## Goal of the exercise
Find every line with the string "ShutdownTrigger" in the material below and copy it.

## The data
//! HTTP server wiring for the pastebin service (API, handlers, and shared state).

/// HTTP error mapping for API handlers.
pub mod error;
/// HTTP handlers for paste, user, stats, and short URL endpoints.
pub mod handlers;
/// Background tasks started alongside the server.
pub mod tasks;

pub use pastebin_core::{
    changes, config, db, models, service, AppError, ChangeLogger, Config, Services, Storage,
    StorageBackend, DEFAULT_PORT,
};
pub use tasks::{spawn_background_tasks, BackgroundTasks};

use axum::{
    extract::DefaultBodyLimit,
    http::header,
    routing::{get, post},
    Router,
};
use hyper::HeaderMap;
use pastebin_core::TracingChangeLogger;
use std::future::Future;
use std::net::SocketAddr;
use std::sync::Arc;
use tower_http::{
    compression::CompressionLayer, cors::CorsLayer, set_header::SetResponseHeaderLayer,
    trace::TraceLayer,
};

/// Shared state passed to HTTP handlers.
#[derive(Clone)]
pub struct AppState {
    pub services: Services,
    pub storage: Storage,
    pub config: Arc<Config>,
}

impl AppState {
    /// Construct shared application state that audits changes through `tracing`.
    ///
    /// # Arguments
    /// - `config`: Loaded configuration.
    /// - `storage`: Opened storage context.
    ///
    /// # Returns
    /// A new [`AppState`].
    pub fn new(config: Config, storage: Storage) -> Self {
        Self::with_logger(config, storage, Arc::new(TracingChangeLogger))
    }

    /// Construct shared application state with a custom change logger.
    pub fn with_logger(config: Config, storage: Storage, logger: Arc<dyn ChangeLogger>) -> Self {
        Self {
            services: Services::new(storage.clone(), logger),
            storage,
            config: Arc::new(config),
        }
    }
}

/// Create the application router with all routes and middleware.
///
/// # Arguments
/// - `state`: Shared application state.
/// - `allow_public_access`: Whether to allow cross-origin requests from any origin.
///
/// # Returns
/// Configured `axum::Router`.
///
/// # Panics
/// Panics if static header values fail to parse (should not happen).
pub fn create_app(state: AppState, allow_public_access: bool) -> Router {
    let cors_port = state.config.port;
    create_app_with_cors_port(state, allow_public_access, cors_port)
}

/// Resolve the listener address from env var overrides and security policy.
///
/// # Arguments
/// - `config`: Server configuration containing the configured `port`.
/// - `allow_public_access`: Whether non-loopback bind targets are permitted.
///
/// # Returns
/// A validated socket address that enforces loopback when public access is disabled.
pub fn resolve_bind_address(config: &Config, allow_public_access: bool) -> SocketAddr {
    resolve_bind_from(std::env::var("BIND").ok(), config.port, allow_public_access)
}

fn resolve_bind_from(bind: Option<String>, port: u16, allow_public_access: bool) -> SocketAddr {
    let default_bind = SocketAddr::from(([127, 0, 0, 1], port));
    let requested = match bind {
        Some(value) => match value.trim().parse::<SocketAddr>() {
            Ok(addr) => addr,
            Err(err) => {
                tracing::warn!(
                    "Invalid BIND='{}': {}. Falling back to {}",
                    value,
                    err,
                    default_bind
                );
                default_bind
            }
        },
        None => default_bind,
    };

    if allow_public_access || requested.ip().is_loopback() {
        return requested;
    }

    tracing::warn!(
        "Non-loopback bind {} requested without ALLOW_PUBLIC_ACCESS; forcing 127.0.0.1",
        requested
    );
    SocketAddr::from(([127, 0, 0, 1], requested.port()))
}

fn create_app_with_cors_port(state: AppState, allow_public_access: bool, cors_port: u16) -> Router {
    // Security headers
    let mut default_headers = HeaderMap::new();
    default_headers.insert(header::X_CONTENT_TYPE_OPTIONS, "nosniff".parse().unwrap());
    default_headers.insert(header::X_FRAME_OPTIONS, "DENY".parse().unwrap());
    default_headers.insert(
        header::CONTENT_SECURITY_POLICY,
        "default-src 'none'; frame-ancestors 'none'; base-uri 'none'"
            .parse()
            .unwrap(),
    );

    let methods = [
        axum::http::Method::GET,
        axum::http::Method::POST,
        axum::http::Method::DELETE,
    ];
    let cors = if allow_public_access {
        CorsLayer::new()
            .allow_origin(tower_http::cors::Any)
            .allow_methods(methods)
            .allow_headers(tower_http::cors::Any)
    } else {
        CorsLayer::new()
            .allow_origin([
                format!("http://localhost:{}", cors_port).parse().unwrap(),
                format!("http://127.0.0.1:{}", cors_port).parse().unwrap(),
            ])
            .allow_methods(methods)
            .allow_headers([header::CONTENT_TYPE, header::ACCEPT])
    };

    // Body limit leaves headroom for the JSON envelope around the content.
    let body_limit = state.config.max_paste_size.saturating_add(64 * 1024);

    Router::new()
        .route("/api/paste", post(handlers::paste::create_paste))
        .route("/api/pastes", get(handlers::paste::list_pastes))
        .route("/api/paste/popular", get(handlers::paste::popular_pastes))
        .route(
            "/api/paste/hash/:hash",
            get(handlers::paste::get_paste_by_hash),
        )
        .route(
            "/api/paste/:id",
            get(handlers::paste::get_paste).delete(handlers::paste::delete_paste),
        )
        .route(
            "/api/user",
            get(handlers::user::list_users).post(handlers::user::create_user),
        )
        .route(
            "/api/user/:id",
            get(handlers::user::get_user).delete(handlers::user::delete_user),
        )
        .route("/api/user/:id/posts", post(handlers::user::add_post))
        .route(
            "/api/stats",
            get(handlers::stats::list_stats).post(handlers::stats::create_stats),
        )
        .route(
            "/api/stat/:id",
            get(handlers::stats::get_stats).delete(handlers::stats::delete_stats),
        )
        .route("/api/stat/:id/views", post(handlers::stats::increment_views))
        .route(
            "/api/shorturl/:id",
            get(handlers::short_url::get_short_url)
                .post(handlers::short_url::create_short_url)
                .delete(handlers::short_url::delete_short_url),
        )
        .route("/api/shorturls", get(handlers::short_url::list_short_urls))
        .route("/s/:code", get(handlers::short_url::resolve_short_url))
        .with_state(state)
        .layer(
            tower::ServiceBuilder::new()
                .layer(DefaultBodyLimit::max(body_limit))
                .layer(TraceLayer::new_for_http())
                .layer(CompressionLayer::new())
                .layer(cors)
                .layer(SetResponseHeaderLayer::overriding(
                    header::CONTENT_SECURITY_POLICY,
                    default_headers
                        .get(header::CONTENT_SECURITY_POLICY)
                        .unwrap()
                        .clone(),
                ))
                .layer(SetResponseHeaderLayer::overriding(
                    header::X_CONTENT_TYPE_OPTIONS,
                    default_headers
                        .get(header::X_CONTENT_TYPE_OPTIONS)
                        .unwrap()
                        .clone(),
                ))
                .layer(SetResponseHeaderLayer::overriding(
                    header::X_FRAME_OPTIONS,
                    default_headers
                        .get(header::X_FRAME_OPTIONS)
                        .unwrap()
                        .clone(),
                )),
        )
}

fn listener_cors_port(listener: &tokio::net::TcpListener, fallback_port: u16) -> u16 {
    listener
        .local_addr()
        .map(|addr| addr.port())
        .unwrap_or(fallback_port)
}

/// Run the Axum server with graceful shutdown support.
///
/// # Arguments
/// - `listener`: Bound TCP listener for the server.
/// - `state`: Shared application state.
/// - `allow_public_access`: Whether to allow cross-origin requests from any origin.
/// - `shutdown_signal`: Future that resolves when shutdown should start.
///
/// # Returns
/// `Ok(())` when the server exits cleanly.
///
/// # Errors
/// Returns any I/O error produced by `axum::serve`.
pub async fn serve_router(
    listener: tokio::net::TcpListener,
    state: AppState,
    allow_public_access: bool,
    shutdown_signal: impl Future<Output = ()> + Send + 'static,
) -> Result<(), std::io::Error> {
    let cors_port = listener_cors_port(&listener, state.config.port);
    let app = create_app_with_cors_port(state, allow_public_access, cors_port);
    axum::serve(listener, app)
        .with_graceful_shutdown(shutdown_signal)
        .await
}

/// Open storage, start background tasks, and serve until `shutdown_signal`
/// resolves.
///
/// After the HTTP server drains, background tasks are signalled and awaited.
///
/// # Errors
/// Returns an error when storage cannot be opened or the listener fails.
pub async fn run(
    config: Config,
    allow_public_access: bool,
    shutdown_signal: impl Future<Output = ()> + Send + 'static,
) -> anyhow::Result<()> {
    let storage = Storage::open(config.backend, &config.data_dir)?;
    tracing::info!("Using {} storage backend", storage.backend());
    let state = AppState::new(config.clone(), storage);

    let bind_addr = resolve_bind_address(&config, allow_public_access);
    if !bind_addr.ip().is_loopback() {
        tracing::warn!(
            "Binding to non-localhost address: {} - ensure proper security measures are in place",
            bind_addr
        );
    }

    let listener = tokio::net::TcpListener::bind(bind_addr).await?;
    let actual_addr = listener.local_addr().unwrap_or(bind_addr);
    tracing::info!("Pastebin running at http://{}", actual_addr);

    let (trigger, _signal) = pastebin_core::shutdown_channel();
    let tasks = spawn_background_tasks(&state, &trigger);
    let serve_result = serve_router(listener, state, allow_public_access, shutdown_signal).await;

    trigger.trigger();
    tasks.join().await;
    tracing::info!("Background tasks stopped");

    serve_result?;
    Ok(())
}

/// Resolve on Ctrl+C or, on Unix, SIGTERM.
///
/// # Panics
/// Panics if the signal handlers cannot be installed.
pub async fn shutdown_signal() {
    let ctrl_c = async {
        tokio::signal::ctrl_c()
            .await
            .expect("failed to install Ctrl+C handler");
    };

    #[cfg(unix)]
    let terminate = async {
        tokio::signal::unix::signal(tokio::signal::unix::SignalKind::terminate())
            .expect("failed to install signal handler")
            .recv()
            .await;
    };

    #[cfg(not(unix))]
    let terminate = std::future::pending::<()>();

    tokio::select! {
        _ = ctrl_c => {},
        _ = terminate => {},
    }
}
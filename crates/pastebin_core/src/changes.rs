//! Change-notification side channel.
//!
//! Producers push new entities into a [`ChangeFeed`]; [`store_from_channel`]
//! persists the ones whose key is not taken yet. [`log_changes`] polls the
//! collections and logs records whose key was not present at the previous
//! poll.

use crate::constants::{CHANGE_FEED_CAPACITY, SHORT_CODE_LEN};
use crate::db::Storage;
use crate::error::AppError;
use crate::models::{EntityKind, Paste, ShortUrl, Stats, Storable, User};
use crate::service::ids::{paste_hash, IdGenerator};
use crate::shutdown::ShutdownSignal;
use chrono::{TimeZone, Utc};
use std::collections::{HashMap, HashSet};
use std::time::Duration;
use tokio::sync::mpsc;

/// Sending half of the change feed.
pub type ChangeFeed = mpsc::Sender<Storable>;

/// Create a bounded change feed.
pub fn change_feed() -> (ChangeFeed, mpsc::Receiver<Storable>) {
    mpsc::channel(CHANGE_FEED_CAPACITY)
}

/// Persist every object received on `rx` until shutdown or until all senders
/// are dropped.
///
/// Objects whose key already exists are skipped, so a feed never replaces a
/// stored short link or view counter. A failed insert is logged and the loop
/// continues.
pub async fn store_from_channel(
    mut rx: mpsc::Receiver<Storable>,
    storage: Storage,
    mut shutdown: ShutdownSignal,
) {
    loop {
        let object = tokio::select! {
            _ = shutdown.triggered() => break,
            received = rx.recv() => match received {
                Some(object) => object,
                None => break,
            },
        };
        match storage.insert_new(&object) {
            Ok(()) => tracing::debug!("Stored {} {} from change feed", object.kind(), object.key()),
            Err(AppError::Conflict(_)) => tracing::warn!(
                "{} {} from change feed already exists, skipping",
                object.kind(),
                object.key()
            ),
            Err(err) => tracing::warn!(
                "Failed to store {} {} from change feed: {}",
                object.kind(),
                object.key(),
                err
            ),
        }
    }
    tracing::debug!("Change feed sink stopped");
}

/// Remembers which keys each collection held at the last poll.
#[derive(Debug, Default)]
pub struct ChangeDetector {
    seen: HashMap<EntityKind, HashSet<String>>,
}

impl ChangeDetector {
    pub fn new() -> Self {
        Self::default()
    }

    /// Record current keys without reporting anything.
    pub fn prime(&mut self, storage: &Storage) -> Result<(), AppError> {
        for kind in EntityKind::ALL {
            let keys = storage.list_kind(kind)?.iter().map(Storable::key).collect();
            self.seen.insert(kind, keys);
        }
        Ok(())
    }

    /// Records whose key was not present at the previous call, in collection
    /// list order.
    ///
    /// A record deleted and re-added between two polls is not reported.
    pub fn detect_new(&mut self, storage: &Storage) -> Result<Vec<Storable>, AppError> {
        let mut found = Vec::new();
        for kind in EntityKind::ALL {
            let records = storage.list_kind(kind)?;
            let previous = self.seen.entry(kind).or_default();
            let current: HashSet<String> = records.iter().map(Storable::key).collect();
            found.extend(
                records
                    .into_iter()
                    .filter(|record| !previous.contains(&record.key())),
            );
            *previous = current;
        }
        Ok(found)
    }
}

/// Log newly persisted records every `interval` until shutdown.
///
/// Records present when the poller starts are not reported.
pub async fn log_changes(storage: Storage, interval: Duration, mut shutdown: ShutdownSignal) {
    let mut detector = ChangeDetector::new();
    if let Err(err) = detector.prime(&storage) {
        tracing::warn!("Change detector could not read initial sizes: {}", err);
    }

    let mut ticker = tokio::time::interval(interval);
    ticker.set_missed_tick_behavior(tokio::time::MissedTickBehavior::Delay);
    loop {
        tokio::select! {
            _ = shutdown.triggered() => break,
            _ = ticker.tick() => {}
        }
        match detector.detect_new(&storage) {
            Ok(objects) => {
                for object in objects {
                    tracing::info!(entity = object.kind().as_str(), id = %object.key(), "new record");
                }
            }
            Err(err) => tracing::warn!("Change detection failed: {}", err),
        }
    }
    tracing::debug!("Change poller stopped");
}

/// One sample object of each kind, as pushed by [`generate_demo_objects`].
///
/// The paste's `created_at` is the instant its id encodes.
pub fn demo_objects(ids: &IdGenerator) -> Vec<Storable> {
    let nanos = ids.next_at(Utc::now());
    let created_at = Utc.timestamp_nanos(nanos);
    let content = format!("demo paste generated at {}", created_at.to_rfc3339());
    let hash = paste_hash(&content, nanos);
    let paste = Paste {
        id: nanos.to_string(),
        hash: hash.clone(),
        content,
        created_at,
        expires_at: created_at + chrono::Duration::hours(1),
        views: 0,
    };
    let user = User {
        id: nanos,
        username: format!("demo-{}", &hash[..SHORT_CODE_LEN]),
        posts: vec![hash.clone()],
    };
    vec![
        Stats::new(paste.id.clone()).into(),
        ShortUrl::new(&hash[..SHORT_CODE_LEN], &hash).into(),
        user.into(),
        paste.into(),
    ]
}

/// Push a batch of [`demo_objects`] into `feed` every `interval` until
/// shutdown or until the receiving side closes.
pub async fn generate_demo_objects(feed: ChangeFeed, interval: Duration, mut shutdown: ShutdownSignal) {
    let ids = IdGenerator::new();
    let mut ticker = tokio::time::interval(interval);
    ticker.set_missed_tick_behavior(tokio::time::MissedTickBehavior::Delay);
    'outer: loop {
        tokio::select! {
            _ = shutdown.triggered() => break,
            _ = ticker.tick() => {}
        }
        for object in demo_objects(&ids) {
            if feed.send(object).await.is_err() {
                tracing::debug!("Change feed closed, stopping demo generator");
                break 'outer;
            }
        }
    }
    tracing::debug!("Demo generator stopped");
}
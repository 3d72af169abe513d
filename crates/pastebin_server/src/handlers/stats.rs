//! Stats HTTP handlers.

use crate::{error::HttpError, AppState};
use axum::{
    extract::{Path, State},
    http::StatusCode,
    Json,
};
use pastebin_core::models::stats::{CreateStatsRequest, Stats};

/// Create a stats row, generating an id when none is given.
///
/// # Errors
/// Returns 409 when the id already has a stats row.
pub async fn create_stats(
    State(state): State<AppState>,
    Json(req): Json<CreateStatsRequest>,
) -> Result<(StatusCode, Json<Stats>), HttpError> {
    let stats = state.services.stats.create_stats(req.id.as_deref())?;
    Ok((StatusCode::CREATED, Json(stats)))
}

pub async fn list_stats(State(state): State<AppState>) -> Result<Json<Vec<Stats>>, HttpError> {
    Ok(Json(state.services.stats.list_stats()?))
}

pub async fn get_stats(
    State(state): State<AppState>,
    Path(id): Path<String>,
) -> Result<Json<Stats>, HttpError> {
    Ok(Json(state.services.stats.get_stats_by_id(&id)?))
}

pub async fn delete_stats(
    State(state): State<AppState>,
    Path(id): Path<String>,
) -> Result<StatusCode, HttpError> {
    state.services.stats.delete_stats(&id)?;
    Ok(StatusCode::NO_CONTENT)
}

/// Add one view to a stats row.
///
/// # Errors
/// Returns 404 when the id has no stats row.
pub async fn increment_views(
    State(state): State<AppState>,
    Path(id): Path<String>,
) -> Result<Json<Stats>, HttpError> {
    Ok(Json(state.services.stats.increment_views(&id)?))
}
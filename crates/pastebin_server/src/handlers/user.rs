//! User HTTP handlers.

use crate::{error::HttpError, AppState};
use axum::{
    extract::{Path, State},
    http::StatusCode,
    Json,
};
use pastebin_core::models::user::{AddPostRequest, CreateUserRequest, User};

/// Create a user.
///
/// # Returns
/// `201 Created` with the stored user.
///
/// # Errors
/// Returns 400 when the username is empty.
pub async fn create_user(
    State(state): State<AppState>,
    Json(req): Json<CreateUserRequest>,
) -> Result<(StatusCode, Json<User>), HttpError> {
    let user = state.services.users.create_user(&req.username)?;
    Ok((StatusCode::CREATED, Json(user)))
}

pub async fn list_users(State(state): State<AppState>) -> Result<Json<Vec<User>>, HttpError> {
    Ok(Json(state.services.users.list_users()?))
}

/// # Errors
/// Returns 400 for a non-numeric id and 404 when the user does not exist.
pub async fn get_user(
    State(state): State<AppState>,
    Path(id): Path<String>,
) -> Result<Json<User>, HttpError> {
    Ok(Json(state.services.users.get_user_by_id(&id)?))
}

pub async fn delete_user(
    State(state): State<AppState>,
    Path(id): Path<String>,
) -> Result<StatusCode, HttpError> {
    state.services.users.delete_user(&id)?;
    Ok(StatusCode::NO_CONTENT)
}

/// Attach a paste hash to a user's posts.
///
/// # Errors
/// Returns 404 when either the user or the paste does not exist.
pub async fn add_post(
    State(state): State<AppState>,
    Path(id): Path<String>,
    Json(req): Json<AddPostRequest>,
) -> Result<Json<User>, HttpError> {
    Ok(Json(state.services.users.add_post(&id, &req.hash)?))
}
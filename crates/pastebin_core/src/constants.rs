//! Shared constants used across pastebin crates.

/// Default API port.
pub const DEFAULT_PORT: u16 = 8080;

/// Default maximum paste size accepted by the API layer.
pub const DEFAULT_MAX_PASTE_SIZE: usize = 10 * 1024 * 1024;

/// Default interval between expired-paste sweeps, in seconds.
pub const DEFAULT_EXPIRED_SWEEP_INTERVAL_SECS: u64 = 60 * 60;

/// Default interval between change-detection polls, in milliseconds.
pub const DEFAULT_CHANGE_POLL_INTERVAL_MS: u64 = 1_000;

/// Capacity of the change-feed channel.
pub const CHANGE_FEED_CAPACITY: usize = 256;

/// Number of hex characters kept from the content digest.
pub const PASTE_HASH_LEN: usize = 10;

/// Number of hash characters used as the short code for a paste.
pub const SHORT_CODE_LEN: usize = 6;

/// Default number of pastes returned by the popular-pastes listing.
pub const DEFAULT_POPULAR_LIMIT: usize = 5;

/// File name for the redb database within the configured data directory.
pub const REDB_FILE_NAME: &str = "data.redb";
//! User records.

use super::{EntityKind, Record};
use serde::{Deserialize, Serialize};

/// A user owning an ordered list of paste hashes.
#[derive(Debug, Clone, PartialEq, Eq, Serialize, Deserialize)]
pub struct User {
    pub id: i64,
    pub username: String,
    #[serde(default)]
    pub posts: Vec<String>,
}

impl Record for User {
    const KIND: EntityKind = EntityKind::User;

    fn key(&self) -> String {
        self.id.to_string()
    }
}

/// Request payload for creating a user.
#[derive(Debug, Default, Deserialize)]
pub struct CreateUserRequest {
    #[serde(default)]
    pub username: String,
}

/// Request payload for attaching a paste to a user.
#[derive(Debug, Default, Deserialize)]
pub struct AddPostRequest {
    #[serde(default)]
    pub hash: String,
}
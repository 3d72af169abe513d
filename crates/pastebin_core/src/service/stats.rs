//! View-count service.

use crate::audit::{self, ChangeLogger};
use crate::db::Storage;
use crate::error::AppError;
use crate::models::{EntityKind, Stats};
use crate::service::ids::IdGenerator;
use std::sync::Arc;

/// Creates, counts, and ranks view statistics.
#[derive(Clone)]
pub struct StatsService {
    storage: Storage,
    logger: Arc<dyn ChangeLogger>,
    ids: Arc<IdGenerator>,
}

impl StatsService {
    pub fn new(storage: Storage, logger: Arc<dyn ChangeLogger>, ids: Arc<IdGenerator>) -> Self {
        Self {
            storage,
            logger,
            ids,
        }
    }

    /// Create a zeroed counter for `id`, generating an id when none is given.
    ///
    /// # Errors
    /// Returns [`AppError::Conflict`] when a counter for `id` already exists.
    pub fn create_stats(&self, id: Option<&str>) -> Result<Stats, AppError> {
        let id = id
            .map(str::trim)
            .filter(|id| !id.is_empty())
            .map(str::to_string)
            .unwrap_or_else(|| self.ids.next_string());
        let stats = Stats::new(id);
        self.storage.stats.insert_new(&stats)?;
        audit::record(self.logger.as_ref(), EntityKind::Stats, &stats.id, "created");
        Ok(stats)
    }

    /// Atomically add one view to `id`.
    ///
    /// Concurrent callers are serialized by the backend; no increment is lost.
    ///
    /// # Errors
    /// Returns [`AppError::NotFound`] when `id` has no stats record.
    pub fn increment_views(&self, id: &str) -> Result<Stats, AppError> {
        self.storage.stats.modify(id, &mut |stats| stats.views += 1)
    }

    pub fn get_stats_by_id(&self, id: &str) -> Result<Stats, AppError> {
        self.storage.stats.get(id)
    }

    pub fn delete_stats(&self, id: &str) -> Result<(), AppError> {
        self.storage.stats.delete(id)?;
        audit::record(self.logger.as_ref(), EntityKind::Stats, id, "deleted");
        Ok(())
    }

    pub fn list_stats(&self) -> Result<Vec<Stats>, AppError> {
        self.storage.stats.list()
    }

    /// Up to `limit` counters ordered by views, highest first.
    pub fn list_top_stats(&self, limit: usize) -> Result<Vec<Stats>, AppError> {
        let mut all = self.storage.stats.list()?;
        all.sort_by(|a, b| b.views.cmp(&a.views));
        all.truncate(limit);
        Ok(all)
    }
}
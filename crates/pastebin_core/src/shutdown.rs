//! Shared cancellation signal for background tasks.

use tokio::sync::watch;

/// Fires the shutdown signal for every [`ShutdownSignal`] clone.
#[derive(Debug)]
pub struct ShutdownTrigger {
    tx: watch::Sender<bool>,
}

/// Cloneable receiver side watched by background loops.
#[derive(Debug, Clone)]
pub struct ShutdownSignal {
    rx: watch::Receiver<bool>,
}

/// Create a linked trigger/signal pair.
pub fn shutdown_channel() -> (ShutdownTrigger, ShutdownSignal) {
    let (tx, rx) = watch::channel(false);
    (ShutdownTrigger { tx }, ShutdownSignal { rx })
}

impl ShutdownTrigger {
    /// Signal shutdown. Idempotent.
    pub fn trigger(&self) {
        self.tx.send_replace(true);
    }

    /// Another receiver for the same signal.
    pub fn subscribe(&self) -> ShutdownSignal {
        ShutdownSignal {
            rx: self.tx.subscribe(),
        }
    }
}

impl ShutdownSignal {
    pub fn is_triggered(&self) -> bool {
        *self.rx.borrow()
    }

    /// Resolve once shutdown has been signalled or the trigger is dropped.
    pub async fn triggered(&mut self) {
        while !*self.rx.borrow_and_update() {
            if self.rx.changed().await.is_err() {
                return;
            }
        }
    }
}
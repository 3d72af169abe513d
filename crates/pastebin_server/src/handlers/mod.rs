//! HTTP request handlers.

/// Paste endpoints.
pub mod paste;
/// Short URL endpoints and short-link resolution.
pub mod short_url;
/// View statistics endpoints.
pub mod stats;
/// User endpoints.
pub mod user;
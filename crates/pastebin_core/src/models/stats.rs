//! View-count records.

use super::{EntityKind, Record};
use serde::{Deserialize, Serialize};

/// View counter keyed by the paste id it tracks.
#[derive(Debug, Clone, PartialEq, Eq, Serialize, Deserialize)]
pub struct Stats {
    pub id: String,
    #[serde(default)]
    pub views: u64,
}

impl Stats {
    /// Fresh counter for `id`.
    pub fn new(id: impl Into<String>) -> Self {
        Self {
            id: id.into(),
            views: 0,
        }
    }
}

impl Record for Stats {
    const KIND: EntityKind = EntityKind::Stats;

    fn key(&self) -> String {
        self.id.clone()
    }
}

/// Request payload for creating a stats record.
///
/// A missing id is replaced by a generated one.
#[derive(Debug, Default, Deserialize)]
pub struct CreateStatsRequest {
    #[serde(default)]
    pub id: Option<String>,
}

## Expected answer
pub struct ShutdownTrigger {
pub fn shutdown_channel() -> (ShutdownTrigger, ShutdownSignal) {
    (ShutdownTrigger { tx }, ShutdownSignal { rx })
impl ShutdownTrigger {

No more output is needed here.